Each record is to be transcribed in full and exactly.

Saved entries:
--- START ---

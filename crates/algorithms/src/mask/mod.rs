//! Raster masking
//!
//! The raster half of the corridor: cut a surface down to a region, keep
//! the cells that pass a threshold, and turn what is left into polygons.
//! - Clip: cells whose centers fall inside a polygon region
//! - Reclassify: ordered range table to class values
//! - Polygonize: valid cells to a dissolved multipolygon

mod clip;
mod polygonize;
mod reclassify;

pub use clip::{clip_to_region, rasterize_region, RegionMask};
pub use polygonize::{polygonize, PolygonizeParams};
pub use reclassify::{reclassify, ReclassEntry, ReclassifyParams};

--- END ---

Solution for this problem:
filename crates/algorithms/src/mask/mod.rs
//! Raster masking
//!
//! The raster half of the corridor: cut a surface down to a region, keep
//! the cells that pass a threshold, and turn what is left into polygons.
//! - Clip: cells whose centers fall inside a polygon region
//! - Reclassify: ordered range table to class values
//! - Polygonize: valid cells to a dissolved multipolygon

mod clip;
mod polygonize;
mod reclassify;

pub use clip::{clip_to_region, rasterize_region, RegionMask};
pub use polygonize::{polygonize, PolygonizeParams};
pub use reclassify::{reclassify, ReclassEntry, ReclassifyParams};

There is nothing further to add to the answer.